Pin's face was so small, it generally appeared contented. The models assumed Pin was enjoying her beauty soak, but really, she drowned.
Author's Note
In The Uses of Enchantment: The Meaning and Importance of Fairy Tales (1975), Bruno Bettelheim, Freudian analyst and therapist to "severely disturbed children," claims that the folk fairy tale (opposed to the lesser modern fairy tale of which "Pin" would be a part) is the most satisfying form of literature. To Bettelheim, these time-tested works of art offer "a much more solid affair than the average naturalistic novel whose hooks go little deeper than a gossip column." As a fan of "the naturalistic novel," I'm not sure I can get on board with Bettelheim completely—he complicates matters further with his analysis of Cinderella's golden slipper as "slipper-vagina," but that's psychoanalysis for you. Bettelheim probably wouldn't even consider "Pin" a true fairy tale: among other things, it lacks the all-important happy ending, the element of consolation necessary to encourage children to press on through their difficulties. But I'm not surprised the ending fails to console; Hans Christian Andersen, author of my source tale, "Thumbelina," was an unhappy man who (especially compared with tales recorded by the brothers Grimm) penned explicitly didactic and heavily Christianized stories. Andersen thought he was funny looking—an ugly duckling—and so feared fire that he took his own rope ladder everywhere he went. Nonetheless, he's always been my favorite. Bettelheim thought Andersen's worldview was too depressed to be useful to children.

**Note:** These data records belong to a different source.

//! Gateway configuration.
//!
//! Everything arrives env-var style (with CLI overrides); `.env` files are
//! honored at startup. Option names track the deployment documentation, not
//! the internals.

use std::net::IpAddr;
use std::sync::Arc;
use std::time::Duration;

use clap::Parser;
use solana_keypair::Keypair;
use solana_pubkey::Pubkey;
use url::Url;

use crate::chain::Commitment;
use crate::indexer::StartSlot;
use crate::sender::SenderConfig;

#[derive(Debug, Clone, Parser)]
#[command(name = "neon-gateway")]
#[command(about = "Ethereum JSON-RPC gateway over a Solana-resident EVM program")]
pub struct Config {
    /// Settlement chain RPC endpoint.
    #[arg(long, env = "SOLANA_URL", default_value = "http://127.0.0.1:8899")]
    pub solana_url: String,

    /// Address of the on-chain EVM program.
    #[arg(long, env = "EVM_LOADER")]
    pub evm_loader: Pubkey,

    /// Core-api service running emulation off-chain.
    #[arg(long, env = "NEON_CORE_API_URL", default_value = "http://127.0.0.1:8085")]
    pub neon_core_api_url: Url,

    /// Postgres DSN; omit to run with the in-memory store.
    #[arg(long, env = "POSTGRES_DSN")]
    pub postgres_dsn: Option<String>,

    #[arg(long, env = "HOST", default_value = "0.0.0.0")]
    pub host: IpAddr,

    #[arg(long, env = "PORT", default_value_t = 9090)]
    pub port: u16,

    /// Comma-separated base58 operator secret keys.
    #[arg(long, env = "OPERATOR_KEYPAIR_LIST", value_delimiter = ',')]
    pub operator_keypair_list: Vec<String>,

    /// Holder accounts derived per signer.
    #[arg(long, env = "RESOURCE_CNT_PER_SIGNER", default_value_t = 8)]
    pub resource_cnt_per_signer: u32,

    #[arg(long, env = "MIN_OPERATOR_BALANCE", default_value_t = 1_000_000_000)]
    pub min_operator_balance: u64,

    /// Chain id served when a transaction does not carry one.
    #[arg(long, env = "CHAIN_ID", default_value_t = 245_022_926)]
    pub chain_id: u64,

    #[arg(long, env = "START_SLOT", default_value = "LATEST")]
    pub start_slot: StartSlot,

    #[arg(long, env = "REINDEX_START_SLOT", default_value = "CONTINUE")]
    pub reindex_start_slot: String,

    #[arg(long, env = "REINDEX_THREAD_CNT", default_value_t = 3)]
    pub reindex_thread_cnt: usize,

    #[arg(long, env = "REINDEX_RANGE_LEN", default_value_t = 10_800)]
    pub reindex_range_len: u64,

    #[arg(long, env = "REINDEX_MAX_RANGE_CNT", default_value_t = 16)]
    pub reindex_max_range_cnt: usize,

    /// Submission retry budget per settlement tx list.
    #[arg(long, env = "RETRY_ON_FAIL", default_value_t = 64)]
    pub retry_on_fail: usize,

    #[arg(long, env = "CONFIRM_TIMEOUT_SEC", default_value_t = 10)]
    pub confirm_timeout_sec: u64,

    #[arg(long, env = "CONFIRM_CHECK_MSEC", default_value_t = 100)]
    pub confirm_check_msec: u64,

    #[arg(long, env = "MEMPOOL_CAPACITY", default_value_t = 4096)]
    pub mempool_capacity: usize,

    #[arg(long, env = "MEMPOOL_CAPACITY_HIGH_WATERMARK", default_value_t = 0.9)]
    pub mempool_capacity_high_watermark: f64,

    /// Gas-price observation window, minutes.
    #[arg(long, env = "MEMPOOL_GAS_PRICE_WINDOW", default_value_t = 8)]
    pub mempool_gas_price_window: u64,

    #[arg(long, env = "MEMPOOL_EVICTION_TIMEOUT_SEC", default_value_t = 3 * 3600)]
    pub mempool_eviction_timeout_sec: u64,

    #[arg(long, env = "HOLDER_SIZE", default_value_t = 131_072)]
    pub holder_size: usize,

    /// Settlement slots before an Active holder counts as stuck.
    #[arg(long, env = "HOLDER_TIMEOUT", default_value_t = 512)]
    pub holder_timeout: u64,

    /// Slots between lookup-table deactivation and close.
    #[arg(long, env = "ALT_FREEING_DEPTH", default_value_t = 513)]
    pub alt_freeing_depth: u64,

    #[arg(long, env = "CU_LIMIT", default_value_t = 1_400_000)]
    pub cu_limit: u32,

    /// Per-CU priority fee in microlamports, iterative strategies only.
    #[arg(long, env = "CU_PRIORITY_FEE", default_value_t = 0)]
    pub cu_priority_fee: u64,

    /// Minimum commitment for a transaction to count as done.
    #[arg(long, env = "MIN_COMMIT_FOR_DONE", default_value = "confirmed")]
    pub min_commit_for_done: Commitment,

    /// Minimum commitment before a receipt is served over RPC.
    #[arg(long, env = "MIN_COMMIT_FOR_RPC_RECEIPT", default_value = "confirmed")]
    pub min_commit_for_rpc_receipt: Commitment,

    #[arg(long, env = "SKIP_PREFLIGHT", default_value_t = false)]
    pub skip_preflight: bool,

    /// Fault-injection percentage for the sender fuzz hooks; 0 disables.
    #[arg(long, env = "FUZZ_FAIL_PCT", default_value_t = 0)]
    pub fuzz_fail_pct: u8,

    #[arg(long, env = "EXECUTOR_CNT", default_value_t = 8)]
    pub executor_cnt: usize,

    #[arg(long, env = "INDEXER_POLL_MSEC", default_value_t = 400)]
    pub indexer_poll_msec: u64,

    #[arg(long, env = "INDEXER_BATCH_BLOCK_CNT", default_value_t = 32)]
    pub indexer_batch_block_cnt: usize,
}

#[derive(Debug, thiserror::Error)]
pub enum ConfigError {
    #[error("operator keypair {idx} does not parse")]
    BadKeypair { idx: usize },
    #[error("no operator keypairs configured")]
    NoKeypairs,
}

impl Config {
    pub fn load() -> Self {
        Config::parse()
    }

    pub fn sender_config(&self) -> SenderConfig {
        SenderConfig {
            retry_on_fail: self.retry_on_fail,
            confirm_timeout: Duration::from_secs(self.confirm_timeout_sec),
            confirm_check: Duration::from_millis(self.confirm_check_msec),
            skip_preflight: self.skip_preflight,
            min_commit_for_done: self.min_commit_for_done,
            fuzz_fail_pct: self.fuzz_fail_pct,
        }
    }

    /// Decodes the configured operator keys.
    pub fn operator_signers(&self) -> Result<Vec<Arc<Keypair>>, ConfigError> {
        if self.operator_keypair_list.is_empty() {
            return Err(ConfigError::NoKeypairs);
        }
        self.operator_keypair_list
            .iter()
            .enumerate()
            .map(|(idx, encoded)| {
                let trimmed = encoded.trim();
                let mut buf = [0u8; 64];
                let len = bs58::decode(trimmed)
                    .onto(&mut buf)
                    .map_err(|_| ConfigError::BadKeypair { idx })?;
                if len != 64 {
                    return Err(ConfigError::BadKeypair { idx });
                }
                Keypair::try_from(&buf[..])
                    .map(Arc::new)
                    .map_err(|_| ConfigError::BadKeypair { idx })
            })
            .collect()
    }
}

Lucky for me, the fairy tale no longer needs Bettelheim as champion. Maybe it never did. As an adult reader of fairy tales, I'm grateful for the attention Kate Bernheimer has brought to the form; her delightful and super-star stocked anthology of contemporary tales, My Father He Killed Me, My Mother He Ate Me, reminded me how much fun it is to play around with the stories I devoured as a kid. I owe a debt of gratitude to Bernheimer, in whose Nebraska Summer Writers Conference workshop I wrote "Pin".
Wendy Oleson's recent work appears in Copper Nickel, Fifth Wednesday Journal, Rattle, and The Baltimore Review. She's a PhD student in creative writing at the University of Nebraska-Lincoln, where she's senior fiction reader for Prairie Schooner and her graduate-student life quietly resembles that of "The Little Match Girl." She appears to be growing ever more melodramatic but doesn't blame fairy tales. Thank God it's nearly baseball season.